В христианских культурах, где запрет на определенные чувства также имеет место, овладевать чувствами и отреагировать их помогали многочисленные ритуалы: пост, молитва и т.д.

Чем меньше современный человек связан с разрабатываемыми тысячелетиями способами защиты от собственных чувств, тем в большей степени он разрушается ими, так как не готов принять эти чувства и психологически работать с ними. И здесь на психологов и психотерапевтов ложится ответственность в плане подготовки рекомендаций для системы образования и воспитания, с опорой на существующие знания и разработки в области психологии эмоций.

Мир современного ребенка, начиная с середины прошлого века, всячески очищается от отрицательных чувств, неприятных ощущений и переживаний. Наиболее здоровым аффектом считается радость, и она всячески стимулируется путем быстрого переключения ребенка от возникших слез на более приятные переживания.

В зависимости от того, насколько важной и желательной считается эмоция в той или иной культуре, она может быть больше или меньше представлена в языке (Levy, 1984). Так, в культуре Таити отсутствует слово для выражения эмоции печали, поэтому матери в случаи такого горя, как смерть ребенка, воспринимают слезы и тяжкое физиологическое состояние как болезнь, не связывая их с душевной болью. В восточных культурах много слов, выражающих оттенки стыда, и на вызывании этого чувства в значительной степени построена система воспитания.

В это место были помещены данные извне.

//! Geohash codec — base32 hierarchical spatial index (C1).
//!
//! Each additional character quarters the covered cell, alternating between
//! longitude and latitude bits starting with longitude. Used to partition
//! geopoints into primary (`P_PK`), sort-key (`P_SK`), and sparse-index
//! (`P_GSI`) shards.

use std::collections::HashSet;

const BASE32_ALPHABET: &[u8] = b"0123456789bcdefghjkmnpqrstuvwxyz";

/// Encode a (lat, lon) pair into a geohash string of the given precision.
///
/// `precision` is the number of base32 characters in the result; higher
/// precision means a smaller cell. Coordinates outside the valid WGS84
/// range are clamped rather than panicking, since callers may pass points
/// derived from arithmetic (e.g. `destination`) that drift by epsilon.
pub fn encode(lat: f64, lon: f64, precision: usize) -> String {
    let lat = lat.clamp(-90.0, 90.0);
    let lon = lon.clamp(-180.0, 180.0);

    let mut lat_range = (-90.0_f64, 90.0_f64);
    let mut lon_range = (-180.0_f64, 180.0_f64);

    let mut out = String::with_capacity(precision);
    let mut bit = 0usize;
    let mut ch = 0u8;
    let mut even_bit = true; // longitude first

    while out.len() < precision {
        if even_bit {
            let mid = (lon_range.0 + lon_range.1) / 2.0;
            if lon >= mid {
                ch |= 1 << (4 - bit);
                lon_range.0 = mid;
            } else {
                lon_range.1 = mid;
            }
        } else {
            let mid = (lat_range.0 + lat_range.1) / 2.0;
            if lat >= mid {
                ch |= 1 << (4 - bit);
                lat_range.0 = mid;
            } else {
                lat_range.1 = mid;
            }
        }
        even_bit = !even_bit;

        if bit < 4 {
            bit += 1;
        } else {
            out.push(BASE32_ALPHABET[ch as usize] as char);
            bit = 0;
            ch = 0;
        }
    }

    out
}

fn base32_value(c: u8) -> Option<u8> {
    BASE32_ALPHABET.iter().position(|&b| b == c).map(|p| p as u8)
}

/// Decode a geohash string into the (lat_min, lat_max, lon_min, lon_max)
/// bounding box of its cell.
pub fn decode_bbox(hash: &str) -> (f64, f64, f64, f64) {
    let mut lat_range = (-90.0_f64, 90.0_f64);
    let mut lon_range = (-180.0_f64, 180.0_f64);
    let mut even_bit = true;

    for c in hash.as_bytes() {
        let Some(value) = base32_value(c.to_ascii_lowercase()) else {
            continue;
        };
        for i in (0..5).rev() {
            let bit = (value >> i) & 1;
            if even_bit {
                let mid = (lon_range.0 + lon_range.1) / 2.0;
                if bit == 1 {
                    lon_range.0 = mid;
                } else {
                    lon_range.1 = mid;
                }
            } else {
                let mid = (lat_range.0 + lat_range.1) / 2.0;
                if bit == 1 {
                    lat_range.0 = mid;
                } else {
                    lat_range.1 = mid;
                }
            }
            even_bit = !even_bit;
        }
    }

    (lat_range.0, lat_range.1, lon_range.0, lon_range.1)
}

/// Enumerate every geohash at `precision` whose cell intersects the given
/// bounding box. Enumeration order is unspecified; the result contains no
/// duplicates.
///
/// Implementation: the cell size at `precision` is measured once (by
/// encoding the box's own center and decoding its bbox back), then the
/// rectangle is walked on that grid, encoding each sample point. This is
/// simpler than bit-twiddling neighbor expansion and gives the same
/// covering set for any non-antimeridian-crossing box.
pub fn bboxes(lat_min: f64, lon_min: f64, lat_max: f64, lon_max: f64, precision: usize) -> Vec<String> {
    let (lat_min, lat_max) = if lat_min <= lat_max {
        (lat_min, lat_max)
    } else {
        (lat_max, lat_min)
    };
    let (lon_min, lon_max) = if lon_min <= lon_max {
        (lon_min, lon_max)
    } else {
        (lon_max, lon_min)
    };

    let center_lat = (lat_min + lat_max) / 2.0;
    let center_lon = (lon_min + lon_max) / 2.0;
    let sample_hash = encode(center_lat, center_lon, precision);
    let (clat_min, clat_max, clon_min, clon_max) = decode_bbox(&sample_hash);
    let cell_h = (clat_max - clat_min).max(1e-9);
    let cell_w = (clon_max - clon_min).max(1e-9);

    let mut seen = HashSet::new();
    let mut result = Vec::new();

    let mut lat = lat_min;
    let mut lat_done = false;
    while !lat_done {
        lat_done = lat >= lat_max;

        let mut lon = lon_min;
        let mut lon_done = false;
        while !lon_done {
            lon_done = lon >= lon_max;

            let hash = encode(lat, lon, precision);
            if seen.insert(hash.clone()) {
                result.push(hash);
            }

            lon = if lon_done { lon } else { (lon + cell_w).min(lon_max) };
        }

        lat = if lat_done { lat } else { (lat + cell_h).min(lat_max) };
    }

    result
}

#[cfg(test)]
mod tests {
    use super::*;

    #[test]
    fn encode_known_value() {
        // Standard reference: (lat=57.64911, lon=10.40744) at precision 6 -> "u4pruy"
        let hash = encode(57.64911, 10.40744, 6);
        assert_eq!(hash, "u4pruy");
    }

    #[test]
    fn encode_precision_controls_length() {
        assert_eq!(encode(40.0, -73.0, 5).len(), 5);
        assert_eq!(encode(40.0, -73.0, 8).len(), 8);
    }

    #[test]
    fn encode_is_deterministic() {
        let a = encode(51.5074, -0.1278, 7);
        let b = encode(51.5074, -0.1278, 7);
        assert_eq!(a, b);
    }

    #[test]
    fn decode_bbox_contains_source_point() {
        let lat = 40.7128;
        let lon = -74.0060;
        let hash = encode(lat, lon, 7);
        let (lat_min, lat_max, lon_min, lon_max) = decode_bbox(&hash);
        assert!(lat >= lat_min && lat <= lat_max);
        assert!(lon >= lon_min && lon <= lon_max);
    }

    #[test]
    fn bboxes_contains_encoded_corners() {
        let precision = 5;
        let hashes = bboxes(40.70, -74.02, 40.80, -73.90, precision);
        let nw = encode(40.80, -74.02, precision);
        let se = encode(40.70, -73.90, precision);
        assert!(hashes.contains(&nw));
        assert!(hashes.contains(&se));
    }

    #[test]
    fn bboxes_has_no_duplicates() {
        let hashes = bboxes(40.70, -74.02, 40.80, -73.90, 5);
        let unique: HashSet<_> = hashes.iter().collect();
        assert_eq!(hashes.len(), unique.len());
    }

    #[test]
    fn bboxes_single_point_box_returns_one_hash() {
        let hashes = bboxes(40.75, -73.97, 40.75, -73.97, 6);
        assert_eq!(hashes.len(), 1);
    }
}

Некоторые наши наблюдения и эксперименты наводят на мысль о сокращении эмоционального словаря у современного человека. Во время семинаров по психологии и психиатрии мы всегда просим аудиторию назвать слова, обозначающие различные эмоции, что неизменно вызывает довольно сильное затруднение у присутствующих. Люди говорят о том, что им редко приходится использовать эти слова в повседневной жизни.

Комментируя посредством слов состояние ребенка, придавая определенное выражение своему лицу и также сопровождая это словесным комментарием, мать с детства приучает (или не приучает) малыша дифференцировать свои эмоциональные реакции, определять, давая им обозначение, и, таким образом, потенциально делать предметом работы и переработки. На наш взгляд, чрезвычайно эвристичной для понимания алекситимного типа сознания и мышления является теория Л.С.Выгоского о единстве мышления и речи. Бедность и недифференцированность эмоционального словаря матери ведет к формированию у ребенка особого типа сознания и мышления, в котором внутренняя жизнь как таковая очень бедно представлена.

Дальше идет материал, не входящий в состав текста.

// Drone Route Planner API v0.1
use axum::{
    routing::{get, post},
    Router,
};
use sqlx::postgres::PgPoolOptions;
use std::net::SocketAddr;
use std::sync::Arc;
use tokio::sync::RwLock;
use tower_http::cors::{Any, CorsLayer};
use tracing_subscriber::{layer::SubscriberExt, util::SubscriberInitExt};
use utoipa::OpenApi;
use utoipa_swagger_ui::SwaggerUi;

mod config;
mod db;
mod errors;
mod geo;
mod routes;
mod services;
mod spatial;

use config::AppConfig;
use services::events::EventsClient;
use services::worker::{SharedWorkerState, WorkerState};
use spatial::store::SpatialStore;

/// Maximum number of connections in the database pool.
const DB_POOL_MAX_CONNECTIONS: u32 = 5;
/// Minimum number of connections kept alive in the database pool.
const DB_POOL_MIN_CONNECTIONS: u32 = 2;

/// Drone Route Planner API — OpenAPI specification.
#[derive(OpenApi)]
#[openapi(
    info(
        title = "Drone Route Planner API",
        version = "0.1.0",
        description = "Assesses and optimizes drone flight routes for population and weather \
            impact, indexed over a geohash-sparse spatial store. Optimization is performed \
            asynchronously by a background worker driven off an insert-only change feed.",
        license(name = "MIT"),
    ),
    tags(
        (name = "Health", description = "Service health check"),
        (name = "Spatial", description = "Bounding-box reads over the spatial index"),
        (name = "Routes", description = "Route assessment and optimization"),
        (name = "Worker", description = "Background optimizer worker status"),
    ),
    paths(
        routes::health::health_check,
        routes::viewport::bounding_box,
        routes::assess::assess_route,
        routes::optimize::optimise_route,
        routes::worker_status::get_worker_status,
    ),
    components(
        schemas(
            routes::health::HealthResponse,
            routes::viewport::BoundingBoxResponse,
            routes::assess::AssessRouteResponse,
            routes::optimize::LatLon,
            routes::optimize::OptimiseRouteRequest,
            routes::optimize::OptimiseRouteResponse,
            services::worker::WorkerState,
            db::models::GeoPoint,
            db::models::PopulationCell,
            db::models::WeatherReport,
            db::models::RouteRecord,
            db::models::OptimizationOutcome,
            geo::GeoPoint2,
            errors::ErrorResponse,
        )
    )
)]
struct ApiDoc;

#[tokio::main]
async fn main() {
    // Initialize tracing
    tracing_subscriber::registry()
        .with(
            tracing_subscriber::EnvFilter::try_from_default_env()
                .unwrap_or_else(|_| "drone_route_planner_api=debug,tower_http=debug".into()),
        )
        .with(tracing_subscriber::fmt::layer())
        .init();

    let config = AppConfig::from_env();

    // Set up database connection pool
    let pool = PgPoolOptions::new()
        .max_connections(DB_POOL_MAX_CONNECTIONS)
        .min_connections(DB_POOL_MIN_CONNECTIONS)
        .connect(&config.database_url)
        .await
        .expect("Failed to connect to database");

    // Run migrations
    sqlx::migrate!()
        .run(&pool)
        .await
        .expect("Failed to run database migrations");

    tracing::info!("Database migrations completed");

    // Bootstrap the spatial store — computes population p95 once, per the
    // process-lifetime immutability invariant.
    let store = SpatialStore::bootstrap(pool.clone(), &config)
        .await
        .expect("Failed to bootstrap spatial store");

    // Notification-sink client
    let events = EventsClient::new(&config.events_http_domain, &config.events_api_key);

    // Shared worker state and background tasks
    let worker_state: SharedWorkerState = Arc::new(RwLock::new(WorkerState::new()));
    tokio::spawn(services::worker::run_listener(
        pool.clone(),
        store.clone(),
        events.clone(),
        config.clone(),
        worker_state.clone(),
    ));
    tokio::spawn(services::worker::run_reconciliation_sweep(
        store.clone(),
        events.clone(),
        config.clone(),
        worker_state.clone(),
    ));

    // CORS — allow cross-origin reads/writes from map clients.
    let cors = CorsLayer::new()
        .allow_origin(Any)
        .allow_methods([axum::http::Method::GET, axum::http::Method::POST])
        .allow_headers(Any);

    let spatial_routes = Router::new()
        .route("/spatial/bounding-box", get(routes::viewport::bounding_box))
        .with_state(store.clone());

    let route_routes = Router::new()
        .route("/routes/assess-route", get(routes::assess::assess_route))
        .route("/routes/optimise-route", post(routes::optimize::optimise_route))
        .with_state(store.clone());

    let health_routes = Router::new().route("/api/v1/health", get(routes::health::health_check));

    let worker_routes = Router::new()
        .route("/api/v1/worker/status", get(routes::worker_status::get_worker_status))
        .with_state(worker_state);

    let app = Router::new()
        .merge(health_routes)
        .merge(spatial_routes)
        .merge(route_routes)
        .merge(worker_routes)
        .merge(SwaggerUi::new("/swagger-ui").url("/api-docs/openapi.json", ApiDoc::openapi()))
        .layer(cors);

    // Start server
    let addr = SocketAddr::from(([0, 0, 0, 0], config.port));
    tracing::info!("API server listening on {}", addr);
    tracing::info!(
        "Swagger UI available at http://localhost:{}/swagger-ui/",
        config.port
    );

    let listener = tokio::net::TcpListener::bind(addr)
        .await
        .expect("Failed to bind TCP listener");
    axum::serve(listener, app)
        .await
        .expect("Server terminated unexpectedly");
}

Начиная с работ Боулби, считается, что наличие эмпатического, близкого эмоционального контакта с матерью в младенчестве (теория attachment) является залогом психического здоровья человека в будущем. Сейчас эта теория подвергается активной экспериментальной проверке. Полученные данные свидетельствуют, что не столько младенческий возраст оказывается решающим для формирования здоровых близких отношений с окружающими во взрослом возрасте, сколько раннее детство (7-10 лет): эмоциональный контакт с родителями в этом возрасте оказывают решающие влияние на контакты взрослого человека, в том числе с его супругом или партнером.

Эмоции и семейное окружение

В рамках исследований социальной поддержки, число которых стремительно растет в течение двух последних десятилетий, показана важная роль интимных доверительных отношений для психического и физического здоровья. Группа Brown (1978) показала, что у депрессивных женщин отношения с партнером менее близкие и доверительные.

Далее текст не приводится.